(Collected data entries)
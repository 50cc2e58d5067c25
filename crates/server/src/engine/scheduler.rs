//! Background loop driving the engine.

use std::sync::Arc;
use std::time::Duration;

use stepflow_handlers::HandlerRegistry;
use tokio::time::sleep;
use tokio_util::sync::CancellationToken;
use tracing::{debug, error, info};

use crate::store::RuntimeStore;

use super::tick_all;

/// Ticks every runtime at a fixed interval until cancelled.
pub struct Scheduler {
    store: Arc<RuntimeStore>,
    registry: Arc<HandlerRegistry>,
    interval: Duration,
}

impl Scheduler {
    pub fn new(store: Arc<RuntimeStore>, registry: Arc<HandlerRegistry>, interval: Duration) -> Self {
        Self {
            store,
            registry,
            interval,
        }
    }

    /// Run until the token fires. Tick failures are logged once at onset and
    /// demoted to debug while they persist, so a dead datastore does not
    /// flood the log at every interval.
    pub async fn run(self, token: CancellationToken) {
        tokio::select! {
            _ = token.cancelled() => {
                info!("scheduler stopped");
                return;
            }
            _ = self.store.wait_ready() => {}
        }
        info!(interval = ?self.interval, "scheduler running");

        let mut failing = false;
        loop {
            tokio::select! {
                _ = token.cancelled() => break,
                _ = sleep(self.interval) => {}
            }
            let ticked = tokio::select! {
                _ = token.cancelled() => break,
                ticked = tick_all(&self.store, &self.registry) => ticked,
            };
            match ticked {
                Ok(_) => {
                    if failing {
                        info!("tick recovered");
                        failing = false;
                    }
                }
                Err(err) if failing => debug!(error = %err, "tick still failing"),
                Err(err) => {
                    error!(error = %err, "tick failed");
                    failing = true;
                }
            }
        }
        info!("scheduler stopped");
    }
}
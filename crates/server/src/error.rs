//! Error types for the stepflow server.
//!
//! `AppError` implements `IntoResponse` so handlers can return it directly.

use axum::{
    http::StatusCode,
    response::{IntoResponse, Response},
    Json,
};
use serde_json::json;
use thiserror::Error;

use stepflow_handlers::HandlerError;
use stepflow_model::ValidationError;

use crate::store::DatastoreError;

/// Application-level errors for the server.
#[derive(Error, Debug)]
pub enum AppError {
    /// Missing process, runtime, or task
    #[error("not found: {0}")]
    NotFound(String),

    /// Structural or handler-level validation failure
    #[error("validation error: {0}")]
    Validation(String),

    /// Duplicate resource or terminal-state violation
    #[error("conflict: {0}")]
    Conflict(String),

    /// Handler execution failure on the read path
    #[error("handler error: {0}")]
    Handler(String),

    /// Document store failure
    #[error("datastore error: {0}")]
    Datastore(#[from] DatastoreError),

    /// Serialization error
    #[error("serialization error: {0}")]
    Serialization(#[from] serde_json::Error),

    /// Internal server error
    #[error("internal error: {0}")]
    Internal(String),
}

impl IntoResponse for AppError {
    fn into_response(self) -> Response {
        let (status, message) = match &self {
            AppError::NotFound(msg) => (StatusCode::NOT_FOUND, msg.clone()),
            AppError::Validation(msg) => (StatusCode::UNPROCESSABLE_ENTITY, msg.clone()),
            AppError::Conflict(msg) => (StatusCode::CONFLICT, msg.clone()),
            AppError::Handler(msg) => {
                tracing::warn!(error = %msg, "handler error");
                (StatusCode::BAD_GATEWAY, msg.clone())
            }
            AppError::Datastore(err) => match err {
                DatastoreError::Conflict { .. } => (StatusCode::CONFLICT, self.to_string()),
                DatastoreError::NotReady => (StatusCode::SERVICE_UNAVAILABLE, self.to_string()),
                _ => {
                    tracing::error!(error = %err, "datastore error");
                    (StatusCode::INTERNAL_SERVER_ERROR, self.to_string())
                }
            },
            AppError::Serialization(err) => {
                tracing::error!(error = %err, "serialization error");
                (StatusCode::INTERNAL_SERVER_ERROR, self.to_string())
            }
            AppError::Internal(msg) => {
                tracing::error!(error = %msg, "internal error");
                (StatusCode::INTERNAL_SERVER_ERROR, msg.clone())
            }
        };

        let body = Json(json!({
            "error": message,
            "status": status.as_u16()
        }));

        (status, body).into_response()
    }
}

/// Result type alias using AppError.
pub type AppResult<T> = Result<T, AppError>;

impl From<ValidationError> for AppError {
    fn from(err: ValidationError) -> Self {
        AppError::Validation(err.to_string())
    }
}

impl From<HandlerError> for AppError {
    fn from(err: HandlerError) -> Self {
        match &err {
            HandlerError::Check { .. }
            | HandlerError::UnknownKind(_)
            | HandlerError::InvalidOpts(_) => AppError::Validation(err.to_string()),
            _ => AppError::Handler(err.to_string()),
        }
    }
}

Task to complete: Transcribe, exactly and without additions, the lines of the records above, beginning with the line that contains "use std::sync::Arc;" and ending with the line that contains "interval until cancelled.", both included.

Answer to this task:
use std::sync::Arc;
use std::time::Duration;

use stepflow_handlers::HandlerRegistry;
use tokio::time::sleep;
use tokio_util::sync::CancellationToken;
use tracing::{debug, error, info};

use crate::store::RuntimeStore;

use super::tick_all;

/// Ticks every runtime at a fixed interval until cancelled.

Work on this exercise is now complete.